▸ **Stored data entries**
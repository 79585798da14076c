//! Execution tracking types.
//!
//! An `ExecutionRun` is one walk of a pinned workflow snapshot. Each node the
//! engine visits leaves exactly one `NodeResult`.

use std::fmt;

use chrono::{DateTime, Utc};
use serde::{Deserialize, Serialize};
use serde_json::{Map, Value};
use uuid::Uuid;

use crate::workflow::{TriggerType, WorkflowDefinition};

// ---------------------------------------------------------------------------
// Statuses
// ---------------------------------------------------------------------------

/// Lifecycle status of a run.
#[derive(Debug, Clone, Copy, PartialEq, Eq, Hash, Serialize, Deserialize)]
#[serde(rename_all = "snake_case")]
pub enum RunStatus {
    Pending,
    Running,
    /// Parked on a delay node until `resume_at`.
    Suspended,
    Completed,
    Failed,
    Aborted,
}

impl RunStatus {
    pub fn is_terminal(&self) -> bool {
        matches!(
            self,
            RunStatus::Completed | RunStatus::Failed | RunStatus::Aborted
        )
    }

    pub fn as_str(&self) -> &'static str {
        match self {
            RunStatus::Pending => "pending",
            RunStatus::Running => "running",
            RunStatus::Suspended => "suspended",
            RunStatus::Completed => "completed",
            RunStatus::Failed => "failed",
            RunStatus::Aborted => "aborted",
        }
    }
}

impl fmt::Display for RunStatus {
    fn fmt(&self, f: &mut fmt::Formatter<'_>) -> fmt::Result {
        f.write_str(self.as_str())
    }
}

impl std::str::FromStr for RunStatus {
    type Err = String;

    fn from_str(s: &str) -> Result<Self, Self::Err> {
        match s {
            "pending" => Ok(RunStatus::Pending),
            "running" => Ok(RunStatus::Running),
            "suspended" => Ok(RunStatus::Suspended),
            "completed" => Ok(RunStatus::Completed),
            "failed" => Ok(RunStatus::Failed),
            "aborted" => Ok(RunStatus::Aborted),
            other => Err(format!("invalid run status: '{other}'")),
        }
    }
}

/// Outcome recorded for a single node.
#[derive(Debug, Clone, Copy, PartialEq, Eq, Hash, Serialize, Deserialize)]
#[serde(rename_all = "snake_case")]
pub enum NodeStatus {
    Success,
    Failed,
    Skipped,
}

impl NodeStatus {
    pub fn as_str(&self) -> &'static str {
        match self {
            NodeStatus::Success => "success",
            NodeStatus::Failed => "failed",
            NodeStatus::Skipped => "skipped",
        }
    }
}

impl fmt::Display for NodeStatus {
    fn fmt(&self, f: &mut fmt::Formatter<'_>) -> fmt::Result {
        f.write_str(self.as_str())
    }
}

impl std::str::FromStr for NodeStatus {
    type Err = String;

    fn from_str(s: &str) -> Result<Self, Self::Err> {
        match s {
            "success" => Ok(NodeStatus::Success),
            "failed" => Ok(NodeStatus::Failed),
            "skipped" => Ok(NodeStatus::Skipped),
            other => Err(format!("invalid node status: '{other}'")),
        }
    }
}

// ---------------------------------------------------------------------------
// Execution Run
// ---------------------------------------------------------------------------

/// A single execution of a workflow.
#[derive(Debug, Clone, Serialize, Deserialize)]
pub struct ExecutionRun {
    /// UUIDv7 run ID.
    pub id: Uuid,
    pub workflow_id: Uuid,
    /// Definition version this run executes. Never changes after creation.
    pub pinned_version: u64,
    pub status: RunStatus,
    pub trigger_type: TriggerType,
    /// Source event id (domain event, webhook delivery or schedule tick).
    #[serde(default, skip_serializing_if = "Option::is_none")]
    pub event_id: Option<String>,
    /// Dedup key derived from `(event_id, workflow_id)`. Manual runs have none.
    #[serde(default, skip_serializing_if = "Option::is_none")]
    pub idempotency_key: Option<String>,
    pub trigger_payload: Value,
    /// Node id -> output for every node that produced one.
    #[serde(default)]
    pub context: Map<String, Value>,
    /// Node the run is parked on while suspended.
    #[serde(default, skip_serializing_if = "Option::is_none")]
    pub suspended_node: Option<String>,
    #[serde(default, skip_serializing_if = "Option::is_none")]
    pub resume_at: Option<DateTime<Utc>>,
    #[serde(default, skip_serializing_if = "Option::is_none")]
    pub error: Option<String>,
    pub created_at: DateTime<Utc>,
    #[serde(default, skip_serializing_if = "Option::is_none")]
    pub started_at: Option<DateTime<Utc>>,
    #[serde(default, skip_serializing_if = "Option::is_none")]
    pub finished_at: Option<DateTime<Utc>>,
}

impl ExecutionRun {
    /// A fresh pending run pinned to the definition's current version.
    pub fn pending(def: &WorkflowDefinition, trigger_type: TriggerType, payload: Value) -> Self {
        Self {
            id: Uuid::now_v7(),
            workflow_id: def.id,
            pinned_version: def.version,
            status: RunStatus::Pending,
            trigger_type,
            event_id: None,
            idempotency_key: None,
            trigger_payload: payload,
            context: Map::new(),
            suspended_node: None,
            resume_at: None,
            error: None,
            created_at: Utc::now(),
            started_at: None,
            finished_at: None,
        }
    }

    pub fn with_event(mut self, event_id: &str, idempotency_key: String) -> Self {
        self.event_id = Some(event_id.to_string());
        self.idempotency_key = Some(idempotency_key);
        self
    }
}

/// Result of visiting one node in a run.
#[derive(Debug, Clone, Serialize, Deserialize)]
pub struct NodeResult {
    pub id: Uuid,
    pub run_id: Uuid,
    pub node_id: String,
    pub status: NodeStatus,
    #[serde(default, skip_serializing_if = "Option::is_none")]
    pub output: Option<Value>,
    #[serde(default, skip_serializing_if = "Option::is_none")]
    pub error: Option<String>,
    /// Handler invocations made, 0 for skipped nodes.
    pub attempt_count: u32,
    pub started_at: DateTime<Utc>,
    pub finished_at: DateTime<Utc>,
}

// ---------------------------------------------------------------------------
// Dispatch contract
// ---------------------------------------------------------------------------

/// An inbound domain event from the surrounding console.
#[derive(Debug, Clone, Serialize, Deserialize)]
pub struct DomainEvent {
    #[serde(rename = "type")]
    pub event_type: String,
    #[serde(default)]
    pub payload: Value,
    pub event_id: String,
    #[serde(default, skip_serializing_if = "Option::is_none")]
    pub tenant_id: Option<String>,
}

/// A run the dispatcher created and handed to the engine.
#[derive(Debug, Clone, PartialEq, Eq, Serialize, Deserialize)]
pub struct ExecutionRequest {
    pub run_id: Uuid,
    pub workflow_id: Uuid,
    pub pinned_version: u64,
    pub trigger_type: TriggerType,
    #[serde(default, skip_serializing_if = "Option::is_none")]
    pub idempotency_key: Option<String>,
}

impl From<&ExecutionRun> for ExecutionRequest {
    fn from(run: &ExecutionRun) -> Self {
        Self {
            run_id: run.id,
            workflow_id: run.workflow_id,
            pinned_version: run.pinned_version,
            trigger_type: run.trigger_type,
            idempotency_key: run.idempotency_key.clone(),
        }
    }
}

/// A run together with its node results, for inspection views.
#[derive(Debug, Clone, Serialize)]
pub struct RunDetail {
    #[serde(flatten)]
    pub run: ExecutionRun,
    pub node_results: Vec<NodeResult>,
}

▸ **Description of the task**
Exactly as written above, copy every line.

▸ **Written solution**
repository 79585798da14076c
//! Execution tracking types.
//!
//! An `ExecutionRun` is one walk of a pinned workflow snapshot. Each node the
//! engine visits leaves exactly one `NodeResult`.

use std::fmt;

use chrono::{DateTime, Utc};
use serde::{Deserialize, Serialize};
use serde_json::{Map, Value};
use uuid::Uuid;

use crate::workflow::{TriggerType, WorkflowDefinition};

// ---------------------------------------------------------------------------
// Statuses
// ---------------------------------------------------------------------------

/// Lifecycle status of a run.
#[derive(Debug, Clone, Copy, PartialEq, Eq, Hash, Serialize, Deserialize)]
#[serde(rename_all = "snake_case")]
pub enum RunStatus {
    Pending,
    Running,
    /// Parked on a delay node until `resume_at`.
    Suspended,
    Completed,
    Failed,
    Aborted,
}

impl RunStatus {
    pub fn is_terminal(&self) -> bool {
        matches!(
            self,
            RunStatus::Completed | RunStatus::Failed | RunStatus::Aborted
        )
    }

    pub fn as_str(&self) -> &'static str {
        match self {
            RunStatus::Pending => "pending",
            RunStatus::Running => "running",
            RunStatus::Suspended => "suspended",
            RunStatus::Completed => "completed",
            RunStatus::Failed => "failed",
            RunStatus::Aborted => "aborted",
        }
    }
}

impl fmt::Display for RunStatus {
    fn fmt(&self, f: &mut fmt::Formatter<'_>) -> fmt::Result {
        f.write_str(self.as_str())
    }
}

impl std::str::FromStr for RunStatus {
    type Err = String;

    fn from_str(s: &str) -> Result<Self, Self::Err> {
        match s {
            "pending" => Ok(RunStatus::Pending),
            "running" => Ok(RunStatus::Running),
            "suspended" => Ok(RunStatus::Suspended),
            "completed" => Ok(RunStatus::Completed),
            "failed" => Ok(RunStatus::Failed),
            "aborted" => Ok(RunStatus::Aborted),
            other => Err(format!("invalid run status: '{other}'")),
        }
    }
}

/// Outcome recorded for a single node.
#[derive(Debug, Clone, Copy, PartialEq, Eq, Hash, Serialize, Deserialize)]
#[serde(rename_all = "snake_case")]
pub enum NodeStatus {
    Success,
    Failed,
    Skipped,
}

impl NodeStatus {
    pub fn as_str(&self) -> &'static str {
        match self {
            NodeStatus::Success => "success",
            NodeStatus::Failed => "failed",
            NodeStatus::Skipped => "skipped",
        }
    }
}

impl fmt::Display for NodeStatus {
    fn fmt(&self, f: &mut fmt::Formatter<'_>) -> fmt::Result {
        f.write_str(self.as_str())
    }
}

impl std::str::FromStr for NodeStatus {
    type Err = String;

    fn from_str(s: &str) -> Result<Self, Self::Err> {
        match s {
            "success" => Ok(NodeStatus::Success),
            "failed" => Ok(NodeStatus::Failed),
            "skipped" => Ok(NodeStatus::Skipped),
            other => Err(format!("invalid node status: '{other}'")),
        }
    }
}

// ---------------------------------------------------------------------------
// Execution Run
// ---------------------------------------------------------------------------

/// A single execution of a workflow.
#[derive(Debug, Clone, Serialize, Deserialize)]
pub struct ExecutionRun {
    /// UUIDv7 run ID.
    pub id: Uuid,
    pub workflow_id: Uuid,
    /// Definition version this run executes. Never changes after creation.
    pub pinned_version: u64,
    pub status: RunStatus,
    pub trigger_type: TriggerType,
    /// Source event id (domain event, webhook delivery or schedule tick).
    #[serde(default, skip_serializing_if = "Option::is_none")]
    pub event_id: Option<String>,
    /// Dedup key derived from `(event_id, workflow_id)`. Manual runs have none.
    #[serde(default, skip_serializing_if = "Option::is_none")]
    pub idempotency_key: Option<String>,
    pub trigger_payload: Value,
    /// Node id -> output for every node that produced one.
    #[serde(default)]
    pub context: Map<String, Value>,
    /// Node the run is parked on while suspended.
    #[serde(default, skip_serializing_if = "Option::is_none")]
    pub suspended_node: Option<String>,
    #[serde(default, skip_serializing_if = "Option::is_none")]
    pub resume_at: Option<DateTime<Utc>>,
    #[serde(default, skip_serializing_if = "Option::is_none")]
    pub error: Option<String>,
    pub created_at: DateTime<Utc>,
    #[serde(default, skip_serializing_if = "Option::is_none")]
    pub started_at: Option<DateTime<Utc>>,
    #[serde(default, skip_serializing_if = "Option::is_none")]
    pub finished_at: Option<DateTime<Utc>>,
}

impl ExecutionRun {
    /// A fresh pending run pinned to the definition's current version.
    pub fn pending(def: &WorkflowDefinition, trigger_type: TriggerType, payload: Value) -> Self {
        Self {
            id: Uuid::now_v7(),
            workflow_id: def.id,
            pinned_version: def.version,
            status: RunStatus::Pending,
            trigger_type,
            event_id: None,
            idempotency_key: None,
            trigger_payload: payload,
            context: Map::new(),
            suspended_node: None,
            resume_at: None,
            error: None,
            created_at: Utc::now(),
            started_at: None,
            finished_at: None,
        }
    }

    pub fn with_event(mut self, event_id: &str, idempotency_key: String) -> Self {
        self.event_id = Some(event_id.to_string());
        self.idempotency_key = Some(idempotency_key);
        self
    }
}

/// Result of visiting one node in a run.
#[derive(Debug, Clone, Serialize, Deserialize)]
pub struct NodeResult {
    pub id: Uuid,
    pub run_id: Uuid,
    pub node_id: String,
    pub status: NodeStatus,
    #[serde(default, skip_serializing_if = "Option::is_none")]
    pub output: Option<Value>,
    #[serde(default, skip_serializing_if = "Option::is_none")]
    pub error: Option<String>,
    /// Handler invocations made, 0 for skipped nodes.
    pub attempt_count: u32,
    pub started_at: DateTime<Utc>,
    pub finished_at: DateTime<Utc>,
}

// ---------------------------------------------------------------------------
// Dispatch contract
// ---------------------------------------------------------------------------

/// An inbound domain event from the surrounding console.
#[derive(Debug, Clone, Serialize, Deserialize)]
pub struct DomainEvent {
    #[serde(rename = "type")]
    pub event_type: String,
    #[serde(default)]
    pub payload: Value,
    pub event_id: String,
    #[serde(default, skip_serializing_if = "Option::is_none")]
    pub tenant_id: Option<String>,
}

/// A run the dispatcher created and handed to the engine.
#[derive(Debug, Clone, PartialEq, Eq, Serialize, Deserialize)]
pub struct ExecutionRequest {
    pub run_id: Uuid,
    pub workflow_id: Uuid,
    pub pinned_version: u64,
    pub trigger_type: TriggerType,
    #[serde(default, skip_serializing_if = "Option::is_none")]
    pub idempotency_key: Option<String>,
}

impl From<&ExecutionRun> for ExecutionRequest {
    fn from(run: &ExecutionRun) -> Self {
        Self {
            run_id: run.id,
            workflow_id: run.workflow_id,
            pinned_version: run.pinned_version,
            trigger_type: run.trigger_type,
            idempotency_key: run.idempotency_key.clone(),
        }
    }
}

/// A run together with its node results, for inspection views.
#[derive(Debug, Clone, Serialize)]
pub struct RunDetail {
    #[serde(flatten)]
    pub run: ExecutionRun,
    pub node_results: Vec<NodeResult>,
}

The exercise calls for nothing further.